神ゴブニュとしても、与えた代剣が壊されなかったことに安堵すればいいのか、それとも敵に振るわれることなく置物と化した己が作品に悲しめばいいのか、複雑な心境だろう。
「……謝りたいなぁ…」
ポツリ、と零した言葉は風に拐われ、誰の耳にも届くことは無いまま消えていった。
◆◆◆
そしてここにも一人、悩める乙女がいた。
(アイズさん、今日も元気なさそうだったな…)
山吹色の長髪に体全体を覆い隠す様でいて、女の子らしい服装のエルフがいた。何を隠そう、レフィーヤだ。
彼女は敬愛するアイズの暗い雰囲気に気付いたが、かける言葉が見当たらずに肩を落としていたのだ。
「う〜…『アイズさんは悪くありませんよ』はとても言えませんし『気にしないでください』だとファミリアに迷惑がかかっているのに…って。なんて言えば……」
うんうんと唸りながら自室へ入る。
「お、お帰りなさいッス…」
「お帰り〜」
「あ、はい。ただいまです」
かけられた二つの言葉に軽く返答し、ベッドに腰掛ける。
さてどうしようかと悩ませると、ある事に気がついた。
(あれ?二つ……?)
ここは己ともう一人のルームメイトの二人部屋だった筈。客でも来ているのだろうか?話し方はラウルに似ていたが……。声の正体を見ようと顔を上げ―――
「って、あああぁぁぁぁぁぁーーーっっ!!」
「わ、何何レフィーヤ!?どうしたの!?」
そこには何故だかセイザ?をしているマンドリカルドの姿があった。
「あ、あ、あなた何で……!」
「ス、スイマセン。急にこの人「エルフィちゃんでーす」……エルフィさんが入ってきて…」
「レフィーヤの知り合いでしょ?」
彼女、エルフィ・コレットはレフィーヤのルームメイトにして、自称「誰とでも仲良くなれる美少女かつムードメーカーで火災魔法が得意な才媛」らしい。長い。
そしてテーブルに並ぶ紅茶やお茶請けの後にレフィーヤは何となく察した。
(ル、ルームメイトが居るって言ってなかったぁーー!)
「その人は危険です!は、離れて下さい!」
「そうなの?」
くるりと振り返るエルフィ。
「いやいや!?危険だなんて……いや、まあ、危険っちゃ危険じゃあるが……。少なくとも危害を加える気なんて俺には無い!…ッス」
突きつけられた杖に両手を上げながら応える。それでもレフィーヤは親の敵でも見るかの様な瞳で睨んできたが、それをエルフィが静止する。
「まあまあ、落ち着きなよレフィーヤ」
「で、ですがあの人は粗暴で残虐な…!」
「んー。それはレフィーヤが見たの?」
「え?」
エルフィは続ける。曰く、顔を見合わせてちゃんと話したことはあるのか、と。そこまで嫌うにしてもちゃんと話した末なのか、と。ただ聞いただけの事に囚われ過ぎやしないか、と。

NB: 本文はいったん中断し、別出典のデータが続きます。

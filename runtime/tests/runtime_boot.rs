//! Runtime assembly: session-key bootstrap, secret durability across a
//! runtime restart, attestation, sealing, and boundary validation. These
//! run without an interpreter binary (an empty WASM module is a valid
//! sandbox payload; it just cannot execute scripts).

use std::collections::BTreeSet;
use std::sync::Arc;

use sealvm_runtime::config::Config;
use sealvm_runtime::device::{KvDevice, MemKvDevice};
use sealvm_runtime::error::ErrorKind;
use sealvm_runtime::tee::{SealPolicy, TeeMode};
use sealvm_runtime::{ExecutionRequest, Runtime};

/// Minimal valid WASM module: magic + version. Compiles, exports nothing.
const EMPTY_WASM: &[u8] = &[0x00, 0x61, 0x73, 0x6d, 0x01, 0x00, 0x00, 0x00];

fn test_config() -> Config {
    let mut config = Config::default();
    config.storage.enable_auto_flush = false;
    config
}

fn boot(device: Arc<MemKvDevice>) -> Runtime {
    Runtime::init_with_device(test_config(), device, EMPTY_WASM).unwrap()
}

fn request(code: &str) -> ExecutionRequest {
    ExecutionRequest {
        function_id: "fn1".to_string(),
        user_id: "u1".to_string(),
        code: code.to_string(),
        input: serde_json::json!({}),
        secret_names: BTreeSet::new(),
        gas_limit: 10_000,
        max_wall_ms: 1_000,
        enable_metrics: true,
        enable_profiling: false,
        execution_id: None,
    }
}

#[test]
fn session_key_is_minted_once_and_reused() {
    let device = Arc::new(MemKvDevice::new());
    boot(device.clone());
    let sealed_first = device.read("session/encryption-key").unwrap();

    // Second boot in the same process unseals the same key.
    boot(device.clone());
    let sealed_second = device.read("session/encryption-key").unwrap();
    assert_eq!(sealed_first, sealed_second);
}

#[test]
fn secrets_survive_a_runtime_restart() {
    let device = Arc::new(MemKvDevice::new());
    {
        let runtime = boot(device.clone());
        runtime.secrets().put("u1", "K", b"s3cret").unwrap();
    }
    let runtime = boot(device);
    assert_eq!(runtime.secrets().get("u1", "K").unwrap().as_slice(), b"s3cret");
    assert_eq!(
        runtime.secrets().list_names("u1"),
        ["K".to_string()].into_iter().collect()
    );
}

#[test]
fn storage_survives_a_runtime_restart() {
    let device = Arc::new(MemKvDevice::new());
    {
        let runtime = boot(device.clone());
        runtime.storage().put("state/counter", b"41").unwrap();
    }
    let runtime = boot(device);
    assert_eq!(runtime.storage().get("state/counter").unwrap(), b"41");
}

#[test]
fn attestation_reports_simulation_mode() {
    let runtime = boot(Arc::new(MemKvDevice::new()));
    let bundle = runtime.attestation(true).unwrap();
    assert_eq!(bundle.mode, TeeMode::Simulation);
    assert!(bundle.quote.is_none());
}

#[test]
fn seal_unseal_through_the_runtime() {
    let runtime = boot(Arc::new(MemKvDevice::new()));
    for policy in [
        SealPolicy::EnclaveIdentity,
        SealPolicy::SignerIdentity,
        SealPolicy::Hybrid,
    ] {
        let blob = runtime.seal(b"payload", policy).unwrap();
        assert_eq!(runtime.unseal(&blob).unwrap(), b"payload");
    }
}

#[tokio::test]
async fn oversized_code_fails_validation() {
    let runtime = boot(Arc::new(MemKvDevice::new()));
    let mut req = request("x");
    req.code = "/".repeat(1024 * 1024 + 1);
    let response = runtime.execute(req).await;
    assert!(!response.success);
    assert_eq!(response.error_kind, Some(ErrorKind::ScriptError));
}

#[tokio::test]
async fn undeclared_secret_fails_validation_with_not_found() {
    let runtime = boot(Arc::new(MemKvDevice::new()));
    let mut req = request("function main(){}");
    req.secret_names = ["missing".to_string()].into_iter().collect();
    let response = runtime.execute(req).await;
    assert_eq!(response.error_kind, Some(ErrorKind::NotFound));
}

#[tokio::test]
async fn failed_requests_leave_a_failure_record() {
    let device = Arc::new(MemKvDevice::new());
    let runtime = boot(device);
    let response = runtime.execute(request("")).await;
    assert!(!response.success);

    let keys = runtime.storage().list("failures/fn1/u1/").unwrap();
    assert_eq!(keys.len(), 1);
    let record: serde_json::Value =
        serde_json::from_slice(&runtime.storage().get(&keys[0]).unwrap()).unwrap();
    assert_eq!(record["error_kind"], "ScriptError");
}

#[tokio::test]
async fn response_envelope_carries_the_enclave_id() {
    let runtime = boot(Arc::new(MemKvDevice::new()));
    let response = runtime.execute(request("")).await;
    assert!(!response.enclave_id.is_empty());
    assert!(!response.attestation_valid); // simulation mode
}

#[test]
fn enclave_signature_verifies_against_itself() {
    let runtime = boot(Arc::new(MemKvDevice::new()));
    let signature = runtime.sign(b"attested payload");
    assert_eq!(signature.len(), 64);
    // Same seed, same signature: the key is derived from the session key.
    assert_eq!(runtime.sign(b"attested payload"), signature);
}

#[test]
fn cancel_of_unknown_execution_is_a_noop() {
    let runtime = boot(Arc::new(MemKvDevice::new()));
    assert!(!runtime.cancel("no-such-id"));
    assert!(runtime.active_executions().is_empty());
}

そう言われるとレフィーヤは押し黙るしかない。確かにそんな伝説はあるし、本人も認めていたが、今の彼はとてもそのような人物には見えない。なんなら本人が最初に恥じていた程だ。
「もし本当にそんな事があったとして、大切なのは今でしょ?」
ラウルさんだってお金チョロまかしてたし、と笑いながら語ると、いそいそと紅茶の準備を始める。
「「何を…?」」
言葉が被ったことに少しムッとしながらも、今はエルフィの行動だ。
どうやら今の問いは届かなかったようで、すっかり茶会の準備は整った。
「はいっ、ここでお茶でも飲んでお互いに話してみましょう!あ、私は暫く出かけてきますからお気になさらず」
そう言うと、止める暇も無いまま扉の先へと言ってしまう。
正に嵐の様な人物だった。お世辞にもコミュ力が高いとは言えない二人は扉へと腕を伸ばすが、力なく垂れ下がる。
((ど…どうしてこんな事に……))
二人の心境はシンクロしていた。やっぱり相性いいじゃないか。
ベル・クラネル
Lv.1
力:SS1013→SS1200(+97)
耐久:SS1164→SSS1451(+287)
器用:SS1114→SS1209(+95)
敏捷:SSS1238→SSS1462(+224)
魔力:C626→S912(+279)
《魔法》
【エレクト】
・付与魔法
・雷属性
《スキル》
【英雄憧憬】
・早熟する。
・憧れの続く限り効果持続
・憧れる英雄の数に応じて効果上昇
・その英雄への理解が深い程効果上昇
【英雄(偽)アルゴノーツ】
・能動的行動アクティブアクションに対するチャージ実行権
・[イアソン]に心の底から認められる事で進化
【求めし英雄の影】
・任意発動。対象を回復後、弱体化状態をランダムで1つ解除
・使用後、6分のインターバルが必要
・魔力を消費して発展アビリティ「精癒」「治癒」の一時取得。持続時間は一日。
ベル君の雷が青い理由?そんなもの魔術回路のバチバチがカッコいいのと私がジンオウガとラギアが好きだからに決まっているでしょう。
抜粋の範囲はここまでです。